EXERCISE GOAL
Whenever a line in the entries below contains the string "fetches", copy that line.

════════════════════

use crate::config::{EngineConfig, NeuropodConfig, NodeNameMapping, TensorSpec};
use crate::spec::validate_tensors_against_specs;
use crate::{Backend, ModelSource, NeuropodError, PackageLayout, Result, Session};
use neuropod_base::{TensorMap, TensorValue};
use std::path::Path;

/// A loaded neuropod that can run inference
pub trait Executor {
    /// The package's declared name, platform and tensor specs
    fn neuropod_config(&self) -> &NeuropodConfig;

    /// Run the model on inputs the caller already validated
    fn forward(&mut self, inputs: TensorMap) -> Result<TensorMap>;

    /// Validate `inputs` against the input spec, run the model, and
    /// validate the outputs against the output spec.
    fn infer(&mut self, inputs: TensorMap) -> Result<TensorMap> {
        validate_tensors_against_specs(&inputs, &self.neuropod_config().input_spec)?;
        let outputs = self.forward(inputs)?;
        validate_tensors_against_specs(&outputs, &self.neuropod_config().output_spec)?;
        Ok(outputs)
    }
}

/// Executes a serialized graph, translating package tensor names to engine
/// tensor names through the package's `node_name_mapping`.
///
/// The graph session is owned by this executor and released when it is
/// dropped. `forward` takes `&mut self`; callers that share one executor
/// across threads serialize access themselves.
pub struct GraphExecutor {
    config: NeuropodConfig,
    node_name_mapping: NodeNameMapping,
    session: Box<dyn Session>,
}

impl GraphExecutor {
    /// Load a package with the default ONNX Runtime backend
    #[cfg(feature = "onnx")]
    pub fn load(neuropod_path: impl AsRef<Path>) -> Result<Self> {
        Self::load_with_backend(neuropod_path, &crate::backends::OnnxBackend::new())
    }

    /// Load a package, deserializing its graph with `backend`
    ///
    /// # Errors
    /// [`NeuropodError::Load`] if either config file is missing or malformed,
    /// `node_name_mapping` is absent, or the graph file is missing or cannot
    /// be parsed by the backend.
    pub fn load_with_backend(neuropod_path: impl AsRef<Path>, backend: &dyn Backend) -> Result<Self> {
        let layout = PackageLayout::new(neuropod_path.as_ref());
        let config = NeuropodConfig::load(&layout.neuropod_config())?;
        let engine_config = EngineConfig::load(&layout.engine_config())?;

        let graph_path = layout.graph_file(backend.graph_extension());
        if !graph_path.is_file() {
            return Err(NeuropodError::load(&graph_path, "graph file not found"));
        }
        let session = backend.load_graph(ModelSource::File(graph_path))?;

        for spec in config.input_spec.iter().chain(&config.output_spec) {
            if !engine_config.node_name_mapping.contains(&spec.name) {
                log::warn!(
                    "[{}] '{}' has no node_name_mapping entry; forward will fail",
                    config.name,
                    spec.name
                );
            }
        }
        log::debug!(
            "[{}] loaded {} graph from {} ({} mapped tensors)",
            config.name,
            backend.name(),
            layout.root().display(),
            engine_config.node_name_mapping.len()
        );

        Ok(Self::from_parts(config, engine_config.node_name_mapping, session))
    }

    /// Assemble an executor from an already loaded session
    pub fn from_parts(
        config: NeuropodConfig,
        node_name_mapping: NodeNameMapping,
        session: Box<dyn Session>,
    ) -> Self {
        Self {
            config,
            node_name_mapping,
            session,
        }
    }

    pub fn node_name_mapping(&self) -> &NodeNameMapping {
        &self.node_name_mapping
    }
}

fn resolve_all<'a>(
    mapping: &'a NodeNameMapping,
    specs: &'a [TensorSpec],
) -> Result<Vec<(&'a TensorSpec, &'a str)>> {
    specs
        .iter()
        .map(|spec| Ok((spec, mapping.resolve(&spec.name)?)))
        .collect()
}

impl Executor for GraphExecutor {
    fn neuropod_config(&self) -> &NeuropodConfig {
        &self.config
    }

    fn forward(&mut self, mut inputs: TensorMap) -> Result<TensorMap> {
        let outputs = resolve_all(&self.node_name_mapping, &self.config.output_spec)?;
        let feeds_spec = resolve_all(&self.node_name_mapping, &self.config.input_spec)?;

        let mut fetches: Vec<String> = Vec::with_capacity(outputs.len());
        for (_, engine_name) in &outputs {
            if !fetches.iter().any(|f| f == engine_name) {
                fetches.push(engine_name.to_string());
            }
        }

        let mut feeds = Vec::with_capacity(feeds_spec.len());
        for (spec, engine_name) in &feeds_spec {
            let value = inputs.remove(&spec.name).ok_or_else(|| {
                NeuropodError::Execution(format!("no value supplied for input '{}'", spec.name))
            })?;
            feeds.push((engine_name.to_string(), value));
        }

        log::trace!(
            "[{}] running graph: feeds {:?}, fetches {:?}",
            self.config.name,
            feeds.iter().map(|(name, _)| name).collect::<Vec<_>>(),
            fetches
        );
        let mut produced = self.session.run(feeds, &fetches)?;

        let mut result = TensorMap::with_capacity(outputs.len());
        for (spec, engine_name) in &outputs {
            let shared = outputs.iter().filter(|(_, e)| e == engine_name).count() > 1;
            let value = if shared {
                produced.get(*engine_name).cloned()
            } else {
                produced.remove(*engine_name)
            };
            let value = value.ok_or_else(|| {
                NeuropodError::Execution(format!(
                    "engine did not produce '{engine_name}' for output '{}'",
                    spec.name
                ))
            })?;

            let value = if spec.dtype.is_string() {
                normalize_string_output(&self.config.name, &spec.name, value)
            } else {
                value
            };
            result.insert(spec.name.clone(), value);
        }

        Ok(result)
    }
}

/// Give a string-declared output the string element type
///
/// Engines may hand text back as an untyped byte container. Such a value is
/// decoded as a whole, whatever its rank; if any element is not UTF-8 the
/// value is left untouched. Typed values pass through unchanged.
fn normalize_string_output(model: &str, name: &str, value: TensorValue) -> TensorValue {
    match value.into_strings() {
        Ok(value) => value,
        Err((value, index)) => {
            log::warn!(
                "[{model}] output '{name}' is declared string but element {index} is not UTF-8; \
                 leaving it as bytes"
            );
            value
        }
    }
}
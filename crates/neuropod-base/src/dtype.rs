use serde::{Deserialize, Serialize};
use std::fmt;
use std::str::FromStr;

/// Element type a package declares for a tensor
#[derive(Debug, Clone, Copy, PartialEq, Eq, Hash, Serialize, Deserialize)]
#[serde(try_from = "String", into = "String")]
pub enum DType {
    Float32,
    Float64,
    Int8,
    Int16,
    Int32,
    Int64,
    UInt8,
    UInt16,
    UInt32,
    UInt64,
    String,
}

impl DType {
    pub const ALL: [DType; 11] = [
        DType::Float32,
        DType::Float64,
        DType::Int8,
        DType::Int16,
        DType::Int32,
        DType::Int64,
        DType::UInt8,
        DType::UInt16,
        DType::UInt32,
        DType::UInt64,
        DType::String,
    ];

    /// Canonical name as written in package configs
    pub fn as_str(&self) -> &'static str {
        match self {
            DType::Float32 => "float32",
            DType::Float64 => "float64",
            DType::Int8 => "int8",
            DType::Int16 => "int16",
            DType::Int32 => "int32",
            DType::Int64 => "int64",
            DType::UInt8 => "uint8",
            DType::UInt16 => "uint16",
            DType::UInt32 => "uint32",
            DType::UInt64 => "uint64",
            DType::String => "string",
        }
    }

    pub fn is_string(&self) -> bool {
        matches!(self, DType::String)
    }
}

#[derive(Debug, Clone, PartialEq)]
pub struct UnknownDType(pub String);

impl fmt::Display for UnknownDType {
    fn fmt(&self, f: &mut fmt::Formatter<'_>) -> fmt::Result {
        write!(f, "unknown dtype '{}'", self.0)
    }
}

impl std::error::Error for UnknownDType {}

impl FromStr for DType {
    type Err = UnknownDType;

    fn from_str(s: &str) -> Result<Self, Self::Err> {
        match s {
            "float" => Ok(DType::Float32),
            "double" => Ok(DType::Float64),
            "str" => Ok(DType::String),
            other => DType::ALL
                .into_iter()
                .find(|dtype| dtype.as_str() == other)
                .ok_or_else(|| UnknownDType(other.to_string())),
        }
    }
}

impl TryFrom<String> for DType {
    type Error = UnknownDType;

    fn try_from(value: String) -> Result<Self, Self::Error> {
        value.parse()
    }
}

impl From<DType> for String {
    fn from(dtype: DType) -> Self {
        dtype.as_str().to_string()
    }
}

impl fmt::Display for DType {
    fn fmt(&self, f: &mut fmt::Formatter<'_>) -> fmt::Result {
        f.write_str(self.as_str())
    }
}
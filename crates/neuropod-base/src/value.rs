use crate::{DType, Tensor};
use std::collections::HashMap;

/// Named tensors crossing the executor boundary
pub type TensorMap = HashMap<String, TensorValue>;

/// A tensor tagged with its element kind
///
/// The variant is chosen once, where the value enters the process (caller
/// input or engine output), so nothing downstream has to probe element
/// types at runtime. `Bytes` is the untyped container: elements are raw
/// byte strings the producer could not or did not decode.
#[derive(Debug, Clone, PartialEq)]
pub enum TensorValue {
    Float32(Tensor<f32>),
    Float64(Tensor<f64>),
    Int8(Tensor<i8>),
    Int16(Tensor<i16>),
    Int32(Tensor<i32>),
    Int64(Tensor<i64>),
    UInt8(Tensor<u8>),
    UInt16(Tensor<u16>),
    UInt32(Tensor<u32>),
    UInt64(Tensor<u64>),
    String(Tensor<String>),
    Bytes(Tensor<Vec<u8>>),
}

/// Dispatch `$body` over every variant with `$t` bound to the inner tensor
macro_rules! each_variant {
    ($value:expr, $t:ident => $body:expr) => {
        match $value {
            TensorValue::Float32($t) => $body,
            TensorValue::Float64($t) => $body,
            TensorValue::Int8($t) => $body,
            TensorValue::Int16($t) => $body,
            TensorValue::Int32($t) => $body,
            TensorValue::Int64($t) => $body,
            TensorValue::UInt8($t) => $body,
            TensorValue::UInt16($t) => $body,
            TensorValue::UInt32($t) => $body,
            TensorValue::UInt64($t) => $body,
            TensorValue::String($t) => $body,
            TensorValue::Bytes($t) => $body,
        }
    };
}

impl TensorValue {
    /// Declared element type, `None` for untyped byte containers
    pub fn dtype(&self) -> Option<DType> {
        match self {
            TensorValue::Float32(_) => Some(DType::Float32),
            TensorValue::Float64(_) => Some(DType::Float64),
            TensorValue::Int8(_) => Some(DType::Int8),
            TensorValue::Int16(_) => Some(DType::Int16),
            TensorValue::Int32(_) => Some(DType::Int32),
            TensorValue::Int64(_) => Some(DType::Int64),
            TensorValue::UInt8(_) => Some(DType::UInt8),
            TensorValue::UInt16(_) => Some(DType::UInt16),
            TensorValue::UInt32(_) => Some(DType::UInt32),
            TensorValue::UInt64(_) => Some(DType::UInt64),
            TensorValue::String(_) => Some(DType::String),
            TensorValue::Bytes(_) => None,
        }
    }

    /// Element kind name for messages; untyped containers report "bytes"
    pub fn kind_name(&self) -> &'static str {
        self.dtype().map_or("bytes", |dtype| dtype.as_str())
    }

    pub fn shape(&self) -> &[usize] {
        each_variant!(self, t => &t.shape)
    }

    pub fn len(&self) -> usize {
        each_variant!(self, t => t.len())
    }

    pub fn is_empty(&self) -> bool {
        self.len() == 0
    }

    pub fn as_f32(&self) -> Option<&Tensor<f32>> {
        match self {
            TensorValue::Float32(t) => Some(t),
            _ => None,
        }
    }

    pub fn as_strings(&self) -> Option<&Tensor<String>> {
        match self {
            TensorValue::String(t) => Some(t),
            _ => None,
        }
    }

    pub fn as_bytes(&self) -> Option<&Tensor<Vec<u8>>> {
        match self {
            TensorValue::Bytes(t) => Some(t),
            _ => None,
        }
    }

    /// Decode an untyped byte container into a string tensor
    ///
    /// Every element must be valid UTF-8; otherwise the value is handed back
    /// unchanged together with the index of the first bad element. Values
    /// that are not `Bytes` are returned as-is.
    pub fn into_strings(self) -> Result<TensorValue, (TensorValue, usize)> {
        match self {
            TensorValue::Bytes(bytes) => {
                match bytes.try_map(|b| std::str::from_utf8(b).map(str::to_owned)) {
                    Ok(strings) => Ok(TensorValue::String(strings)),
                    Err((index, _)) => Err((TensorValue::Bytes(bytes), index)),
                }
            }
            other => Ok(other),
        }
    }
}

macro_rules! impl_from_tensor {
    ($($t:ty => $variant:ident),* $(,)?) => {
        $(
            impl From<Tensor<$t>> for TensorValue {
                fn from(tensor: Tensor<$t>) -> Self {
                    TensorValue::$variant(tensor)
                }
            }
        )*
    };
}

impl_from_tensor!(
    f32 => Float32,
    f64 => Float64,
    i8 => Int8,
    i16 => Int16,
    i32 => Int32,
    i64 => Int64,
    u8 => UInt8,
    u16 => UInt16,
    u32 => UInt32,
    u64 => UInt64,
    String => String,
    Vec<u8> => Bytes,
);
use std::fmt;

#[derive(Debug, PartialEq)]
pub enum TensorError {
    ShapeOverflow,
    ShapeMismatch { expected: usize, got: usize },
}

impl fmt::Display for TensorError {
    fn fmt(&self, f: &mut fmt::Formatter<'_>) -> fmt::Result {
        match self {
            TensorError::ShapeOverflow => write!(f, "shape dimensions overflow when multiplied"),
            TensorError::ShapeMismatch { expected, got } => {
                write!(f, "shape mismatch: expected {expected} elements, got {got}")
            }
        }
    }
}

impl std::error::Error for TensorError {}

/// Dense row-major tensor
#[derive(Clone, PartialEq)]
pub struct Tensor<T> {
    pub shape: Vec<usize>,
    pub data: Vec<T>,
}

impl<T: fmt::Debug> fmt::Debug for Tensor<T> {
    fn fmt(&self, f: &mut fmt::Formatter<'_>) -> fmt::Result {
        f.debug_struct("Tensor")
            .field("shape", &self.shape)
            .field("data", &self.data)
            .finish()
    }
}

/// Number of elements described by `shape`, or `None` on overflow
pub fn element_count(shape: &[usize]) -> Option<usize> {
    shape.iter().try_fold(1usize, |acc, &dim| acc.checked_mul(dim))
}

impl<T> Tensor<T> {
    pub fn new(shape: Vec<usize>, data: Vec<T>) -> Result<Self, TensorError> {
        let expected = element_count(&shape).ok_or(TensorError::ShapeOverflow)?;
        if expected != data.len() {
            return Err(TensorError::ShapeMismatch {
                expected,
                got: data.len(),
            });
        }

        Ok(Self { shape, data })
    }

    /// 1-D tensor holding `data`
    pub fn from_vec(data: Vec<T>) -> Self {
        Self {
            shape: vec![data.len()],
            data,
        }
    }

    pub fn from_scalar(value: T) -> Self {
        Self {
            shape: vec![],
            data: vec![value],
        }
    }

    pub fn ndim(&self) -> usize {
        self.shape.len()
    }

    pub fn len(&self) -> usize {
        self.data.len()
    }

    pub fn is_empty(&self) -> bool {
        self.data.is_empty()
    }

    /// Convert every element, keeping the shape
    pub fn map<U>(self, f: impl FnMut(T) -> U) -> Tensor<U> {
        Tensor {
            shape: self.shape,
            data: self.data.into_iter().map(f).collect(),
        }
    }

    /// Fallible element conversion that leaves `self` untouched. The error
    /// carries the index of the first failing element.
    pub fn try_map<U, E>(
        &self,
        mut f: impl FnMut(&T) -> Result<U, E>,
    ) -> Result<Tensor<U>, (usize, E)> {
        let mut data = Vec::with_capacity(self.data.len());
        for (index, item) in self.data.iter().enumerate() {
            data.push(f(item).map_err(|e| (index, e))?);
        }
        Ok(Tensor {
            shape: self.shape.clone(),
            data,
        })
    }
}
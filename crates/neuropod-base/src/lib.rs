pub mod dtype;
pub mod logging;
pub mod tensor;
pub mod value;

pub use dtype::{DType, UnknownDType};
pub use logging::{init_logger, LogSink, NeuropodLogger};
pub use tensor::{Tensor, TensorError};
pub use value::{TensorMap, TensorValue};

// Re-export log crate so downstream crates can use neuropod_base::log::*
pub use log;
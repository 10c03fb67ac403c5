//! Ticket selection, scenario generation and ticket update.
//!
//! SYSTEM CONTEXT
//! ==============
//! Owns the selected-ticket region ([`SelectionState`]) and the result table
//! ([`ResultsTable`]). They keep separate in-flight slots, so a refresh can
//! run while scenarios are generating.
//!
//! Generation checks its preconditions before any generation request: the
//! server must report an AI key (asked fresh each time) and the rendered
//! ticket must carry a usable description. Results are filtered, written into
//! the shared ticket, and persisted by a detached `/api/store_test_cases`
//! call that never rolls anything back.

use serde_json::json;
use tracing::{info, warn};

use super::{ClientContext, server_text};
use crate::error::{ClientError, ValidationError};
use crate::net::transport::TransportError;
use crate::net::types::{ScenariosResponse, TicketRef, UiEvent};
use crate::state::results::{ResultsTable, SortColumn};
use crate::state::selection::{SelectionState, UpdateSaga};
use crate::state::{RequestKind, Tone};

pub const AI_UNAVAILABLE_TEXT: &str = "AI service is currently unavailable. Please try again later.";
pub const AI_KEY_INVALID_TEXT: &str = "AI API key missing or invalid. Please check your API key.";
pub const GENERATE_FAILED_TEXT: &str = "Failed to generate test scenarios.";
pub const MANUAL_PROMPT_FAILED_TEXT: &str = "Failed to generate scenarios.";
pub const BAD_REQUEST_TEXT: &str = "Bad request. Please check your input.";
pub const PREVIEW_FAILED_TEXT: &str = "Failed to prepare ticket update. Please try again.";
pub const PREVIEW_NETWORK_TEXT: &str = "Network error occurred while loading preview. Please try again.";
pub const CONFIRM_FAILED_TEXT: &str = "Failed to update Test Plan.";
pub const CONFIRM_DONE_TEXT: &str = "Test Plan updated successfully!";

const CATEGORY: &str = "workflow";
const STORE_TEST_CASES_LABEL: &str = "store_test_cases";
const CLEAR_SELECTED_LABEL: &str = "clear_selected";

pub struct SelectionWorkflow {
    ctx: ClientContext,
    selection: SelectionState,
    table: ResultsTable,
}
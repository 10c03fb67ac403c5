use std::sync::Arc;

use clap::{Parser, Subcommand};
use scenario_desk::background::Background;
use scenario_desk::config::{ClientConfig, ConfigError, normalize_base_url};
use scenario_desk::controller::ClientContext;
use scenario_desk::net::api::BackendApi;
use scenario_desk::net::transport::{HttpTransport, TransportError};
use scenario_desk::repl::{self, Desk, ReplError};
use scenario_desk::telemetry::Telemetry;
use scenario_desk::util::render::RenderMode;
use tracing_subscriber::EnvFilter;

#[derive(Debug, thiserror::Error)]
enum CliError {
    #[error("config: {0}")]
    Config(#[from] ConfigError),
    #[error("{0}")]
    Transport(#[from] TransportError),
    #[error("{0}")]
    Repl(#[from] ReplError),
}

#[derive(Parser, Debug)]
#[command(name = "scenario-desk", about = "Client for the Jira test-scenario helper")]
struct Cli {
    /// Overrides SCENARIO_DESK_BASE_URL.
    #[arg(long, global = true)]
    base_url: Option<String>,

    /// `markdown` or `text`; overrides SCENARIO_DESK_RENDER_MODE.
    #[arg(long, global = true)]
    render_mode: Option<RenderMode>,

    #[command(subcommand)]
    command: Option<Command>,
}

#[derive(Subcommand, Debug)]
enum Command {
    /// Read commands from stdin, one per line (default).
    Repl,
    /// Ask the backend whether an AI key is stored.
    Ping,
}

#[tokio::main]
async fn main() -> Result<(), CliError> {
    dotenvy::dotenv().ok();
    tracing_subscriber::fmt()
        .with_env_filter(EnvFilter::try_from_default_env().unwrap_or_else(|_| EnvFilter::new("warn")))
        .with_writer(std::io::stderr)
        .init();

    let cli = Cli::parse();
    let mut config = ClientConfig::from_env()?;
    if let Some(base_url) = cli.base_url.as_deref() {
        config.base_url = normalize_base_url(base_url)?;
    }
    if let Some(mode) = cli.render_mode {
        config.render_mode = mode;
    }

    let transport = HttpTransport::new(&config.base_url, config.timeouts.request(), config.timeouts.connect())?;
    let api = BackendApi::new(Arc::new(transport));
    tracing::info!(base_url = %config.base_url, "scenario-desk starting");

    match cli.command.unwrap_or(Command::Repl) {
        Command::Ping => run_ping(&api).await,
        Command::Repl => run_repl(api, &config).await,
    }
}

async fn run_ping(api: &BackendApi) -> Result<(), CliError> {
    let has_key = api.has_key().await?;
    println!("ok (api key {})", if has_key { "present" } else { "missing" });
    Ok(())
}

async fn run_repl(api: BackendApi, config: &ClientConfig) -> Result<(), CliError> {
    let background = Background::new();
    let (telemetry, _worker) = if config.telemetry {
        let (telemetry, worker) = Telemetry::with_beacon(api.clone(), background.clone(), config.telemetry_queue);
        (telemetry, Some(worker))
    } else {
        (Telemetry::disabled(), None)
    };

    let ctx = ClientContext::new(api, telemetry, background, config.timeouts.request());
    let mut desk = Desk::new(ctx, config.render_mode);

    let stdin = tokio::io::BufReader::new(tokio::io::stdin());
    let mut stdout = std::io::stdout();
    repl::run(&mut desk, stdin, &mut stdout).await?;
    Ok(())
}
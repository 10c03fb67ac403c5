//! Best-effort UI event telemetry.
//!
//! SYSTEM CONTEXT
//! ==============
//! Controllers call [`Telemetry::emit`] at interesting moments (message sent,
//! response rendered, key missing). Events go onto a bounded "beacon" queue
//! drained by a worker task; when the queue is full or absent each event is
//! posted by its own detached request instead. Nothing here returns an error
//! or blocks the caller.

use tokio::sync::mpsc;
use tokio::sync::mpsc::error::TrySendError;
use tokio::task::JoinHandle;
use tracing::debug;

use crate::background::Background;
use crate::error::ClientError;
use crate::net::api::BackendApi;
use crate::net::types::UiEvent;

const LOG_EVENT_LABEL: &str = "log_event";

#[derive(Clone, Default)]
pub struct Telemetry {
    api: Option<BackendApi>,
    beacon: Option<mpsc::Sender<UiEvent>>,
    background: Background,
}

impl Telemetry {
    /// Telemetry that drops every event.
    #[must_use]
    pub fn disabled() -> Self {
        Self::default()
    }

    /// Telemetry without a queue: every event is its own detached request.
    #[must_use]
    pub fn direct(api: BackendApi, background: Background) -> Self {
        Self { api: Some(api), beacon: None, background }
    }

    /// Start the beacon worker. Must be called inside a tokio runtime.
    /// The worker exits once every clone of the returned `Telemetry` is dropped.
    pub fn with_beacon(api: BackendApi, background: Background, capacity: usize) -> (Self, JoinHandle<()>) {
        let (tx, rx) = mpsc::channel(capacity.max(1));
        let worker = spawn_beacon_worker(api.clone(), background.clone(), rx);
        (Self { api: Some(api), beacon: Some(tx), background }, worker)
    }

    #[must_use]
    pub fn is_enabled(&self) -> bool {
        self.api.is_some()
    }

    /// Queue `event` for delivery. Never fails.
    pub fn emit(&self, event: UiEvent) {
        let Some(api) = &self.api else {
            debug!(category = %event.category, event = %event.event, "telemetry: disabled, event dropped");
            return;
        };

        let event = match &self.beacon {
            Some(queue) => match queue.try_send(event) {
                Ok(()) => return,
                Err(TrySendError::Full(event) | TrySendError::Closed(event)) => {
                    debug!(event = %event.event, "telemetry: beacon unavailable, sending directly");
                    event
                }
            },
            None => event,
        };

        let api = api.clone();
        self.background.spawn(LOG_EVENT_LABEL, async move {
            api.log_event(&event).await.map(drop).map_err(ClientError::from)
        });
    }
}

fn spawn_beacon_worker(api: BackendApi, background: Background, mut rx: mpsc::Receiver<UiEvent>) -> JoinHandle<()> {
    tokio::spawn(async move {
        while let Some(event) = rx.recv().await {
            let result = api.log_event(&event).await.map(drop).map_err(ClientError::from);
            background.report(LOG_EVENT_LABEL, result);
        }
        debug!("telemetry: beacon worker stopped");
    })
}

#[cfg(test)]
#[path = "telemetry_test.rs"]
mod tests;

════════════════════

SOLUTION TO THIS PROBLEM
        let mut fetches: Vec<String> = Vec::with_capacity(outputs.len());
            if !fetches.iter().any(|f| f == engine_name) {
                fetches.push(engine_name.to_string());
            "[{}] running graph: feeds {:?}, fetches {:?}",
            fetches
        let mut produced = self.session.run(feeds, &fetches)?;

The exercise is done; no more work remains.